Sometimes sides are merely an afterthought…like a mismatched scarf thrown on last minute when you realize it’s windy and you’re late getting your toddler off to school. Then there are times when that Hermes scarf takes your simple black sheath to a whole other level. Not that I’m calling this Mexican-styled slaw Hermes, but you get the gist.

The other day, Andrew came back from Whole Foods with their Habanero and Green Chile Pork Sausage. You probably already know about my endless affinity for green chiles – if not, now you do. Well, there’s countless things I could have done with these yummy tubes of heaven, but I was craving something clean to offset the hefty weight of the sausage and I decided to craft a slaw to suit. What transpired was a recipe that I will use again and again – on fajitas, with fish tacos, on banana leaf-wrapped sea bass – the list goes on. It’s pure, accidental magic. So…

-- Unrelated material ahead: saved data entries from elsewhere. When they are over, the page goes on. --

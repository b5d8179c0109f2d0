// This Source Code Form is subject to the terms of the Mozilla Public
// License, v. 2.0. If a copy of the MPL was not distributed with this
// file, You can obtain one at https://mozilla.org/MPL/2.0/.
//
// Copyright (c) 2025 Pegasus Heavy Industries, LLC

//! # cinder-engine
//!
//! A bytecode-emitting compiler backend for an ECMAScript-style scripting
//! language, with a small reference runtime that executes what it emits.
//!
//! ## Overview
//!
//! This crate provides:
//! - A program tree (ESTree-shaped, deserialized from JSON) with a
//!   double-dispatch visitor
//! - A compiler that splits every nested body into a named compiled unit
//! - Completion records for structured control flow across units
//! - A reference interpreter, runtime helpers and a disassembler
//!
//! ## Quick Start
//!
//! ```rust,ignore
//! use cinder_engine::{Engine, Value};
//!
//! let mut engine = Engine::new();
//! let completion = engine.eval_json(r#"{"body": [{"type": "ExpressionStatement",
//!     "expression": {"type": "NumericLiteral", "value": 3}}]}"#)?;
//! assert_eq!(completion.value, Some(Value::Number(3.0)));
//! ```

#![warn(clippy::all)]

pub mod ast;
pub mod compiler;
pub mod config;
pub mod ir;
pub mod runtime;
pub mod vm;

#[cfg(feature = "async")]
pub mod async_engine;

pub use ast::Program;
pub use compiler::{Artifact, CompileError, Completion, CompletionKind, Compiler};
pub use config::{Config, EmitMode};
pub use runtime::{Realm, Value};
pub use vm::VmError;

#[cfg(feature = "async")]
pub use async_engine::AsyncEngine;
#[cfg(all(feature = "async", feature = "parallel"))]
pub use async_engine::ParallelCompiler;

use std::path::Path;
use std::sync::Arc;
use thiserror::Error;
use tracing::info;

/// Engine version.
pub const VERSION: &str = env!("CARGO_PKG_VERSION");

/// Errors surfaced by the engine facade.
#[derive(Debug, Error)]
pub enum Error {
    /// The program could not be compiled
    #[error("compile error: {0}")]
    Compile(#[from] CompileError),

    /// Compiled code broke a VM invariant
    #[error("internal error: {0}")]
    Vm(#[from] VmError),

    /// The program tree JSON is malformed
    #[error("invalid program tree: {0}")]
    ProgramTree(#[from] serde_json::Error),

    /// A configuration source is invalid
    #[error("configuration error: {0}")]
    Config(String),

    /// I/O error
    #[error("IO error: {0}")]
    Io(#[from] std::io::Error),

    /// The worker pool could not be started
    #[cfg(feature = "parallel")]
    #[error("thread pool error: {0}")]
    ThreadPool(#[from] rayon::ThreadPoolBuildError),
}

/// Result type for engine operations.
pub type Result<T> = std::result::Result<T, Error>;

/// The main engine instance.
///
/// Owns a realm, so global bindings persist across evaluations.
#[derive(Debug)]
pub struct Engine {
    realm: Realm,
    config: Config,
}

impl Engine {
    /// Creates an engine with default configuration.
    pub fn new() -> Self {
        Self::with_config(Config::default())
    }

    pub fn with_config(config: Config) -> Self {
        Self {
            realm: Realm::with_limits(config.max_call_depth, config.trace_units),
            config,
        }
    }

    pub fn config(&self) -> &Config {
        &self.config
    }

    pub fn realm(&self) -> &Realm {
        &self.realm
    }

    /// Compiles a program using the engine's strictness setting.
    pub fn compile(&self, program: &Program) -> Result<Arc<Artifact>> {
        let artifact = Compiler::new().strict(self.config.strict).compile(program)?;
        info!(units = artifact.units.len(), "program compiled");
        Ok(Arc::new(artifact))
    }

    /// Runs a compiled artifact against this engine's realm.
    ///
    /// An uncaught script error is returned as a THROW completion, not as
    /// an `Err`. Only NORMAL and THROW are valid program results: a RETURN,
    /// BREAK or CONTINUE escaping the entry unit is reported as
    /// [`VmError::EscapedCompletion`]. Use [`vm::run_program`] to observe the
    /// entry unit's raw completion.
    pub fn run(&mut self, artifact: &Arc<Artifact>) -> Result<Completion> {
        let strict = artifact.entry_unit().is_some_and(|unit| unit.strict);
        let completion = vm::run_program(artifact, &mut self.realm, strict)?;
        match completion.kind {
            CompletionKind::Normal | CompletionKind::Throw => {
                info!(kind = %completion.kind, "program finished");
                Ok(completion)
            }
            kind => Err(VmError::EscapedCompletion {
                kind,
                unit: artifact
                    .entry_unit()
                    .map(|unit| unit.name.clone())
                    .unwrap_or_default(),
            }
            .into()),
        }
    }

    /// Compiles and runs a program.
    pub fn eval(&mut self, program: &Program) -> Result<Completion> {
        let artifact = self.compile(program)?;
        self.run(&artifact)
    }

    /// Evaluates a program tree given as JSON.
    pub fn eval_json(&mut self, json: &str) -> Result<Completion> {
        let program: Program = serde_json::from_str(json)?;
        self.eval(&program)
    }

    /// Evaluates a program tree read from a JSON file.
    pub fn eval_file(&mut self, path: impl AsRef<Path>) -> Result<Completion> {
        let json = std::fs::read_to_string(path)?;
        self.eval_json(&json)
    }

    /// Renders a value the way `print` would.
    pub fn display(&self, value: &Value) -> String {
        self.realm.to_js_string(value)
    }

    /// Drains the lines printed so far.
    pub fn take_output(&mut self) -> Vec<String> {
        self.realm.take_output()
    }

    /// How many times the named unit ran. Requires `trace_units`.
    pub fn unit_invocations(&self, unit: &str) -> usize {
        self.realm.unit_invocations(unit)
    }
}

impl Default for Engine {
    fn default() -> Self {
        Self::new()
    }
}

#[cfg(test)]
mod tests {
    use super::*;

    #[test]
    fn test_empty_program_completes_normally() {
        let mut engine = Engine::new();
        let completion = engine.eval_json(r#"{"body": []}"#).unwrap();
        assert_eq!(completion, Completion::normal());
    }

    #[test]
    fn test_invalid_json_is_reported() {
        let mut engine = Engine::new();
        let err = engine.eval_json("{").unwrap_err();
        assert!(matches!(err, Error::ProgramTree(_)));
    }

    #[test]
    fn test_globals_persist_across_evaluations() {
        let mut engine = Engine::new();
        engine
            .eval_json(
                r#"{"body": [{"type": "VariableDeclaration", "kind": "var", "declarations": [
                    {"type": "VariableDeclarator", "id": {"type": "Identifier", "name": "x"},
                     "init": {"type": "NumericLiteral", "value": 4}}]}]}"#,
            )
            .unwrap();
        let completion = engine
            .eval_json(
                r#"{"body": [{"type": "ExpressionStatement",
                    "expression": {"type": "Identifier", "name": "x"}}]}"#,
            )
            .unwrap();
        assert_eq!(completion.value, Some(Value::Number(4.0)));
    }

    #[test]
    fn test_compile_error_surfaces() {
        let mut engine = Engine::new();
        let err = engine
            .eval_json(
                r#"{"body": [{"type": "WithStatement",
                    "object": {"type": "Identifier", "name": "o"},
                    "body": {"type": "EmptyStatement"}}]}"#,
            )
            .unwrap_err();
        assert!(matches!(err, Error::Compile(_)));
    }
}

  • 1/8 cup sherry vinegar
  • juice of ½ lemon
  • 1/4 cup extra virgin olive oil (cold pressed)
  • 1/2 Tb honey
  • 1/2 t ground cumin
  • 1/4 t rubbed sage
  • 1/2 t sea salt


  • ½ head of cabbage, in thin 1-inch slices
  • 2 roasted poblano peppers (or hatch green chiles if available), in thin 1-inch slices
  • 1 roasted hot Anaheim pepper, in thin 1-inch slices
  • 1/4 bunch of fresh cilantro, chopped
  • 1 t cumin seed
  • freshly cracked black pepper, to taste

First, roast the peppers under the broiler in the oven on both sides. When the skin is puckered and starting to blacken in spots, pull them out, slide the skin off then chop. Layer the fresh cabbage strips, peppers, cumin seed, black pepper and cilantro then drizzle with dressing. Let this mixture rest for at least half an hour before serving, if possible.